━━ SUPPLIED DATA ━━
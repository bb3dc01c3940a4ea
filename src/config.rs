use crate::domain::Decimal;
use crate::engine::{ExecutionCostConfig, GateConfig, GateMode, HedgeConfig, RunnerConfig};
use std::collections::HashMap;
use std::str::FromStr;
use thiserror::Error;

#[derive(Debug, Clone)]
pub struct Config {
    pub port: u16,
    pub database_path: String,
    pub engine_mode: EngineMode,
    pub engine_api_url: Option<String>,
    pub gate: GateConfig,
    pub runner: RunnerConfig,
    pub hedge: HedgeConfig,
}

/// Where decisions come from outside of explicitly named sources.
#[derive(Debug, Clone, Copy, PartialEq, Eq)]
pub enum EngineMode {
    /// Deterministic built-in momentum engine.
    Mock,
    /// Remote engine at `ENGINE_API_URL`.
    Live,
}

#[derive(Debug, Error)]
pub enum ConfigError {
    #[error("Missing required environment variable: {0}")]
    MissingEnv(String),
    #[error("Invalid value for {0}: {1}")]
    InvalidValue(String, String),
}

impl Config {
    pub fn from_env() -> Result<Self, ConfigError> {
        Self::from_env_map(std::env::vars().collect())
    }

    pub fn from_env_map(env_map: HashMap<String, String>) -> Result<Self, ConfigError> {
        let port = parse_or(&env_map, "PORT", "8000", "must be a valid u16")?;

        let database_path = env_map
            .get("DATABASE_PATH")
            .cloned()
            .ok_or_else(|| ConfigError::MissingEnv("DATABASE_PATH".to_string()))?;

        let engine_mode = match env_map
            .get("ENGINE_MODE")
            .map(|s| s.trim().to_ascii_uppercase())
            .as_deref()
            .unwrap_or("MOCK")
        {
            "MOCK" => EngineMode::Mock,
            "LIVE" => EngineMode::Live,
            other => {
                return Err(ConfigError::InvalidValue(
                    "ENGINE_MODE".to_string(),
                    format!("must be MOCK or LIVE, got {}", other),
                ))
            }
        };

        let engine_api_url = env_map.get("ENGINE_API_URL").cloned();
        if engine_mode == EngineMode::Live && engine_api_url.is_none() {
            return Err(ConfigError::MissingEnv("ENGINE_API_URL".to_string()));
        }

        Ok(Config {
            port,
            database_path,
            engine_mode,
            engine_api_url,
            gate: GateConfig::from_env_map(&env_map)?,
            runner: RunnerConfig::from_env_map(&env_map)?,
            hedge: HedgeConfig::from_env_map(&env_map)?,
        })
    }
}

impl GateConfig {
    /// Gate settings from env-style keys; absent keys take their defaults.
    pub fn from_env_map(env_map: &HashMap<String, String>) -> Result<Self, ConfigError> {
        let (mode_key, mode) = match env_map.get("CAPITAL_SHIELD_MODE") {
            Some(v) => ("CAPITAL_SHIELD_MODE", Some(v)),
            None => ("SHIELD_MODE", env_map.get("SHIELD_MODE")),
        };
        let mode = match mode {
            Some(v) => GateMode::from_str(v)
                .map_err(|e| ConfigError::InvalidValue(mode_key.to_string(), e))?,
            None => GateMode::Permissive,
        };

        let max_drawdown_threshold: f64 = parse_or(
            env_map,
            "MAX_DRAWDOWN_THRESHOLD",
            "-0.10",
            "must be a number",
        )?;
        if !(max_drawdown_threshold > -1.0 && max_drawdown_threshold < 0.0) {
            return Err(ConfigError::InvalidValue(
                "MAX_DRAWDOWN_THRESHOLD".to_string(),
                format!("must be within (-1, 0), got {}", max_drawdown_threshold),
            ));
        }

        let min_confidence = match env_map.get("MIN_SIGNAL_CONFIDENCE") {
            Some(raw) => {
                let value = raw.trim().parse::<f64>().ok().filter(|v| (0.0..=1.0).contains(v));
                Some(value.ok_or_else(|| {
                    ConfigError::InvalidValue(
                        "MIN_SIGNAL_CONFIDENCE".to_string(),
                        format!("must be a number within [0, 1], got {}", raw),
                    )
                })?)
            }
            None => None,
        };

        Ok(GateConfig {
            mode,
            max_drawdown_threshold,
            block_bear_buys: parse_bool(env_map, "BLOCK_BEAR_BUYS", false)?,
            health_check_enabled: parse_bool(env_map, "HEALTH_CHECK_ENABLED", true)?,
            min_confidence,
        })
    }
}

impl RunnerConfig {
    pub fn from_env_map(env_map: &HashMap<String, String>) -> Result<Self, ConfigError> {
        let defaults = RunnerConfig::default();

        let initial_equity = parse_decimal(env_map, "INITIAL_EQUITY", "100000")?;
        if !initial_equity.is_positive() {
            return Err(ConfigError::InvalidValue(
                "INITIAL_EQUITY".to_string(),
                "must be positive".to_string(),
            ));
        }
        let max_position_fraction = parse_decimal(env_map, "MAX_POSITION_SIZE", "0.1")?;
        if !max_position_fraction.is_positive() || max_position_fraction > Decimal::one() {
            return Err(ConfigError::InvalidValue(
                "MAX_POSITION_SIZE".to_string(),
                "must be within (0, 1]".to_string(),
            ));
        }
        let leverage = parse_decimal(env_map, "LEVERAGE", "1")?;
        if !leverage.is_positive() {
            return Err(ConfigError::InvalidValue(
                "LEVERAGE".to_string(),
                "must be positive".to_string(),
            ));
        }

        let lookback: usize =
            parse_or(env_map, "LOOKBACK_PERIODS", "100", "must be a valid usize")?;
        if lookback < defaults.min_history {
            return Err(ConfigError::InvalidValue(
                "LOOKBACK_PERIODS".to_string(),
                format!("must be at least {}", defaults.min_history),
            ));
        }

        let execution = ExecutionCostConfig {
            enabled: parse_bool(env_map, "EXEC_COST_ENABLED", false)?,
            model: parse_or(
                env_map,
                "SLIPPAGE_MODEL",
                "fixed_bps",
                "must be fixed_bps or vol_scaled",
            )?,
            fixed_bps: parse_decimal(env_map, "FIXED_SLIPPAGE_BPS", "5")?,
            base_bps: parse_decimal(env_map, "BASE_SLIPPAGE_BPS", "3")?,
            latency_ms: parse_or(env_map, "LATENCY_MS", "50", "must be a valid u64")?,
        };

        Ok(RunnerConfig {
            initial_equity,
            max_position_fraction,
            leverage,
            lookback,
            execution,
            ..defaults
        })
    }
}

impl HedgeConfig {
    pub fn from_env_map(env_map: &HashMap<String, String>) -> Result<Self, ConfigError> {
        let drawdown_threshold: f64 =
            parse_or(env_map, "HEDGE_DRAWDOWN_THRESHOLD", "0.10", "must be a number")?;
        if !(drawdown_threshold > 0.0 && drawdown_threshold < 1.0) {
            return Err(ConfigError::InvalidValue(
                "HEDGE_DRAWDOWN_THRESHOLD".to_string(),
                format!("must be within (0, 1), got {}", drawdown_threshold),
            ));
        }
        let reduction = parse_decimal(env_map, "HEDGE_REDUCTION", "0.5")?;
        if !reduction.is_positive() || reduction > Decimal::one() {
            return Err(ConfigError::InvalidValue(
                "HEDGE_REDUCTION".to_string(),
                "must be within (0, 1]".to_string(),
            ));
        }

        Ok(HedgeConfig {
            drawdown_threshold,
            reduction,
            hold_ticks: parse_or(env_map, "HEDGE_TICKS", "20", "must be a valid usize")?,
        })
    }
}

fn parse_or<T: FromStr>(
    env_map: &HashMap<String, String>,
    key: &str,
    default: &str,
    expected: &str,
) -> Result<T, ConfigError> {
    env_map
        .get(key)
        .map(|s| s.trim())
        .unwrap_or(default)
        .parse::<T>()
        .map_err(|_| ConfigError::InvalidValue(key.to_string(), expected.to_string()))
}

fn parse_decimal(
    env_map: &HashMap<String, String>,
    key: &str,
    default: &str,
) -> Result<Decimal, ConfigError> {
    parse_or(env_map, key, default, "must be a decimal number")
}

fn parse_bool(
    env_map: &HashMap<String, String>,
    key: &str,
    default: bool,
) -> Result<bool, ConfigError> {
    match env_map.get(key).map(|s| s.trim().to_ascii_lowercase()) {
        None => Ok(default),
        Some(v) => match v.as_str() {
            "true" | "1" | "yes" => Ok(true),
            "false" | "0" | "no" => Ok(false),
            _ => Err(ConfigError::InvalidValue(
                key.to_string(),
                format!("must be true or false, got {}", v),
            )),
        },
    }
}

#[cfg(test)]
mod tests {
    use super::*;
    use crate::engine::SlippageModel;

    fn setup_required_env() -> HashMap<String, String> {
        let mut map = HashMap::new();
        map.insert("DATABASE_PATH".to_string(), "/tmp/test.db".to_string());
        map
    }

    #[test]
    fn test_defaults() {
        let config = Config::from_env_map(setup_required_env()).unwrap();
        assert_eq!(config.port, 8000);
        assert_eq!(config.engine_mode, EngineMode::Mock);
        assert_eq!(config.gate, GateConfig::default());
        assert_eq!(config.runner, RunnerConfig::default());
        assert_eq!(config.hedge, HedgeConfig::default());
    }

    #[test]
    fn test_missing_database_path() {
        let mut env_map = setup_required_env();
        env_map.remove("DATABASE_PATH");
        let result = Config::from_env_map(env_map);
        match result {
            Err(ConfigError::MissingEnv(s)) => assert_eq!(s, "DATABASE_PATH"),
            _ => panic!("Expected MissingEnv error"),
        }
    }

    #[test]
    fn test_live_mode_requires_engine_url() {
        let mut env_map = setup_required_env();
        env_map.insert("ENGINE_MODE".to_string(), "live".to_string());
        match Config::from_env_map(env_map.clone()) {
            Err(ConfigError::MissingEnv(s)) => assert_eq!(s, "ENGINE_API_URL"),
            _ => panic!("Expected MissingEnv error"),
        }

        env_map.insert(
            "ENGINE_API_URL".to_string(),
            "http://localhost:9000".to_string(),
        );
        let config = Config::from_env_map(env_map).unwrap();
        assert_eq!(config.engine_mode, EngineMode::Live);
    }

    #[test]
    fn test_invalid_port() {
        let mut env_map = setup_required_env();
        env_map.insert("PORT".to_string(), "not_a_number".to_string());
        let result = Config::from_env_map(env_map);
        match result {
            Err(ConfigError::InvalidValue(k, _)) => assert_eq!(k, "PORT"),
            _ => panic!("Expected InvalidValue error"),
        }
    }

    #[test]
    fn test_invalid_shield_mode() {
        let mut env_map = setup_required_env();
        env_map.insert("CAPITAL_SHIELD_MODE".to_string(), "paranoid".to_string());
        match Config::from_env_map(env_map) {
            Err(ConfigError::InvalidValue(k, _)) => assert_eq!(k, "CAPITAL_SHIELD_MODE"),
            _ => panic!("Expected InvalidValue error"),
        }
    }

    #[test]
    fn test_gate_from_env_map() {
        let mut env_map = HashMap::new();
        env_map.insert("SHIELD_MODE".to_string(), "strict".to_string());
        env_map.insert("MAX_DRAWDOWN_THRESHOLD".to_string(), "-0.05".to_string());
        env_map.insert("BLOCK_BEAR_BUYS".to_string(), "true".to_string());
        env_map.insert("MIN_SIGNAL_CONFIDENCE".to_string(), "0.7".to_string());

        let gate = GateConfig::from_env_map(&env_map).unwrap();
        assert_eq!(gate.mode, GateMode::Strict);
        assert_eq!(gate.max_drawdown_threshold, -0.05);
        assert!(gate.block_bear_buys);
        assert!(gate.health_check_enabled);
        assert_eq!(gate.min_confidence, Some(0.7));
    }

    #[test]
    fn test_drawdown_threshold_must_be_negative() {
        for bad in ["0.1", "0", "-1", "abc"] {
            let mut env_map = HashMap::new();
            env_map.insert("MAX_DRAWDOWN_THRESHOLD".to_string(), bad.to_string());
            match GateConfig::from_env_map(&env_map) {
                Err(ConfigError::InvalidValue(k, _)) => assert_eq!(k, "MAX_DRAWDOWN_THRESHOLD"),
                _ => panic!("Expected InvalidValue error for {}", bad),
            }
        }
    }

    #[test]
    fn test_invalid_confidence_floor() {
        let mut env_map = HashMap::new();
        env_map.insert("MIN_SIGNAL_CONFIDENCE".to_string(), "1.5".to_string());
        match GateConfig::from_env_map(&env_map) {
            Err(ConfigError::InvalidValue(k, _)) => assert_eq!(k, "MIN_SIGNAL_CONFIDENCE"),
            _ => panic!("Expected InvalidValue error"),
        }
    }

    #[test]
    fn test_execution_cost_keys() {
        let mut env_map = setup_required_env();
        env_map.insert("EXEC_COST_ENABLED".to_string(), "1".to_string());
        env_map.insert("SLIPPAGE_MODEL".to_string(), "vol_scaled".to_string());
        env_map.insert("LATENCY_MS".to_string(), "5".to_string());

        let config = Config::from_env_map(env_map).unwrap();
        assert!(config.runner.execution.enabled);
        assert_eq!(config.runner.execution.model, SlippageModel::VolScaled);
        assert_eq!(config.runner.execution.latency_ms, 5);
    }

    #[test]
    fn test_invalid_bool() {
        let mut env_map = setup_required_env();
        env_map.insert("BLOCK_BEAR_BUYS".to_string(), "maybe".to_string());
        match Config::from_env_map(env_map) {
            Err(ConfigError::InvalidValue(k, _)) => assert_eq!(k, "BLOCK_BEAR_BUYS"),
            _ => panic!("Expected InvalidValue error"),
        }
    }

    #[test]
    fn test_hedge_keys() {
        let mut env_map = HashMap::new();
        env_map.insert("HEDGE_TICKS".to_string(), "5".to_string());
        env_map.insert("HEDGE_REDUCTION".to_string(), "0.25".to_string());
        let hedge = HedgeConfig::from_env_map(&env_map).unwrap();
        assert_eq!(hedge.hold_ticks, 5);
        assert_eq!(hedge.reduction, Decimal::scaled(25, 2));

        env_map.insert("HEDGE_REDUCTION".to_string(), "2".to_string());
        assert!(HedgeConfig::from_env_map(&env_map).is_err());
    }
}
━━━
■ PROMPT: Starting at the first line of the records above, please copy each line exactly until you reach the line containing "pub enum ConfigError". Include that line and stop there.

■ SOLVED EXERCISE:
repository bb3dc01c3940a4ea
filename src/config.rs
use crate::domain::Decimal;
use crate::engine::{ExecutionCostConfig, GateConfig, GateMode, HedgeConfig, RunnerConfig};
use std::collections::HashMap;
use std::str::FromStr;
use thiserror::Error;

#[derive(Debug, Clone)]
pub struct Config {
    pub port: u16,
    pub database_path: String,
    pub engine_mode: EngineMode,
    pub engine_api_url: Option<String>,
    pub gate: GateConfig,
    pub runner: RunnerConfig,
    pub hedge: HedgeConfig,
}

/// Where decisions come from outside of explicitly named sources.
#[derive(Debug, Clone, Copy, PartialEq, Eq)]
pub enum EngineMode {
    /// Deterministic built-in momentum engine.
    Mock,
    /// Remote engine at `ENGINE_API_URL`.
    Live,
}

#[derive(Debug, Error)]
pub enum ConfigError {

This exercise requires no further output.